Goodbye to office culture, silly jargon, meetings, and endless slices of birthday cake doing the rounds. And hello to my new life as a stay-at-home mom!
Corporate life never suited me, but tea parties and babies feel like second nature. I’m so grateful that I get to do this every day. Before taking maternity leave with my second daughter, I hemmed and hawed about my future as an employee. I loved that job and the people I worked with. But that feeling of guilt, of not being allowed to give my child the attention I thought she deserved, that ate away at me. Looking down at the sweet smile on my newborn, I couldn’t fathom missing a second of her babyhood. It goes by a lot faster the second time around.

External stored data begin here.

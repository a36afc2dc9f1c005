//! External command execution
//!
//! Every call the harness makes to snap, lxd, the packing tool and the
//! group/privilege helpers goes through [`CommandRunner`]. The production
//! [`SystemRunner`] spawns real processes; tests substitute a scripted one.

#[cfg(test)]
pub(crate) mod testing;

use std::fmt;
use std::path::{Path, PathBuf};
use std::process::Stdio;

use async_trait::async_trait;
use tokio::process::Command as TokioCommand;

use crate::common::{output_tail, Error, Result};

/// A command line to execute
#[derive(Debug, Clone, PartialEq, Eq)]
pub struct Invocation {
    pub program: String,
    pub args: Vec<String>,
    pub cwd: Option<PathBuf>,
    pub envs: Vec<(String, String)>,
}

impl Invocation {
    pub fn new(program: impl Into<String>) -> Self {
        Self {
            program: program.into(),
            args: Vec::new(),
            cwd: None,
            envs: Vec::new(),
        }
    }

    pub fn arg(mut self, arg: impl Into<String>) -> Self {
        self.args.push(arg.into());
        self
    }

    pub fn args<I, S>(mut self, args: I) -> Self
    where
        I: IntoIterator<Item = S>,
        S: Into<String>,
    {
        self.args.extend(args.into_iter().map(Into::into));
        self
    }

    pub fn current_dir(mut self, dir: impl Into<PathBuf>) -> Self {
        self.cwd = Some(dir.into());
        self
    }

    pub fn env(mut self, key: impl Into<String>, value: impl Into<String>) -> Self {
        self.envs.push((key.into(), value.into()));
        self
    }

    /// Prefix with `sudo` when `elevate` is set
    pub fn privileged(self, elevate: bool) -> Self {
        if !elevate {
            return self;
        }
        let mut args = Vec::with_capacity(self.args.len() + 1);
        args.push(self.program);
        args.extend(self.args);
        Self {
            program: "sudo".to_string(),
            args,
            cwd: self.cwd,
            envs: self.envs,
        }
    }

    /// Run the command line through `sg <group> -c`, picking up a group
    /// membership granted earlier in the same session
    pub fn under_group(self, group: &str) -> Self {
        let line = self.command_line();
        Self {
            program: "sg".to_string(),
            args: vec![group.to_string(), "-c".to_string(), line],
            cwd: self.cwd,
            envs: self.envs,
        }
    }

    /// Shell-quoted rendering of program and arguments
    pub fn command_line(&self) -> String {
        std::iter::once(self.program.as_str())
            .chain(self.args.iter().map(String::as_str))
            .map(shell_quote)
            .collect::<Vec<_>>()
            .join(" ")
    }
}

impl fmt::Display for Invocation {
    fn fmt(&self, f: &mut fmt::Formatter<'_>) -> fmt::Result {
        f.write_str(&self.command_line())
    }
}

/// Quote a word for POSIX sh
pub fn shell_quote(word: &str) -> String {
    if word.is_empty() {
        return "''".to_string();
    }
    let safe = word
        .chars()
        .all(|c| c.is_ascii_alphanumeric() || "_-./=:@%+,".contains(c));
    if safe {
        word.to_string()
    } else {
        format!("'{}'", word.replace('\'', r"'\''"))
    }
}

/// Captured result of a finished command
#[derive(Debug, Clone, Default)]
pub struct Outcome {
    /// Exit code, `None` when killed by a signal
    pub status: Option<i32>,
    pub stdout: String,
    pub stderr: String,
}

impl Outcome {
    pub fn success(&self) -> bool {
        self.status == Some(0)
    }
}

/// Executes invocations
#[async_trait]
pub trait CommandRunner: Send + Sync {
    /// Run to completion and capture output
    ///
    /// A non-zero exit is not an error at this level; callers map it to
    /// the error of their stage.
    async fn run(&self, invocation: &Invocation) -> Result<Outcome>;
}

/// Runs commands as real child processes
///
/// Children are killed when the future is dropped, so a timed out or
/// cancelled step leaves nothing behind.
#[derive(Debug, Default)]
pub struct SystemRunner;

impl SystemRunner {
    pub fn new() -> Self {
        Self
    }
}

#[async_trait]
impl CommandRunner for SystemRunner {
    async fn run(&self, invocation: &Invocation) -> Result<Outcome> {
        tracing::debug!(command = %invocation, cwd = ?invocation.cwd, "Running command");

        let mut cmd = TokioCommand::new(&invocation.program);
        cmd.args(&invocation.args)
            .stdin(Stdio::null())
            .stdout(Stdio::piped())
            .stderr(Stdio::piped())
            .kill_on_drop(true);
        if let Some(dir) = &invocation.cwd {
            cmd.current_dir(dir);
        }
        for (key, value) in &invocation.envs {
            cmd.env(key, value);
        }

        let output = cmd.output().await.map_err(|e| Error::CommandSpawn {
            program: invocation.program.clone(),
            error: e.to_string(),
        })?;

        let outcome = Outcome {
            status: output.status.code(),
            stdout: String::from_utf8_lossy(&output.stdout).into_owned(),
            stderr: String::from_utf8_lossy(&output.stderr).into_owned(),
        };

        if outcome.success() {
            tracing::trace!(stdout = %outcome.stdout, "Command succeeded");
        } else {
            tracing::warn!(
                command = %invocation,
                status = ?outcome.status,
                "Command failed:\n{}",
                output_tail(&format!("{}{}", outcome.stdout, outcome.stderr), 20)
            );
        }

        Ok(outcome)
    }
}

/// Whether a program resolves on PATH (or is an existing path)
pub fn resolve_program(program: &str) -> Option<PathBuf> {
    let as_path = Path::new(program);
    if as_path.components().count() > 1 {
        return as_path.is_file().then(|| as_path.to_path_buf());
    }
    which::which(program).ok()
}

Another roadblock for me was the pressure I feel from outside sources to be a working mom. It’s like you’re not valid unless you bring in a paycheck. But isn’t that completely upside down? Everyone around me is childless, unmarried, and almost 30. I stick out like a sore thumb and I don’t see sentiments changing any time soon. The fact that I even have children creates this huge canyon between my friends and me. There is so much I can’t talk about because my head is full of cute toddler antics. Always going against the grain is tough. These waters are unpredictable and uncertain.
In my community, the role of a stay-at-home mom is synonymous with ‘villain’ to the work-a-holic’s ‘hero.’ My closest female relations tried to talk me out of it but my husband gave me his total support. I’ve heard them speak scathingly of “yummy mummies” and women who allegedly waste their time going for coffee or the gym. Distasteful to some apparently, idyllic to me.
Imagine a whole decade of adulthood goes by… disappearing into a blur of hangovers and working a typical job. The image of high-flying twenty-somethings is a lie. I don’t see my peers doing anything that I couldn’t do with small kids. I grew out of hangovers long before babies entered my life. However, getting up early on a Saturday morning for a brisk seaside walk and coffee? I am living my dream. Even better than that is watching the joy on my daughter’s face as she races along. I don’t know which of us loves life more.
Minimalism, homemaking, slow living, and lifestyle design – there’s a reason all of these trends have spoken to me for years. Being intentional with building a life has been a huge part of my growing up. Maturity is understanding how to take elements from each of these areas and use them to add value. Quitting my job means I’m no longer working 80 hours a week!! And I’m back in the driver’s seat of my own life, “employed in the home” as we in the SAHM circle like to say. I can finally breathe and focus on my health and children in an intentional way.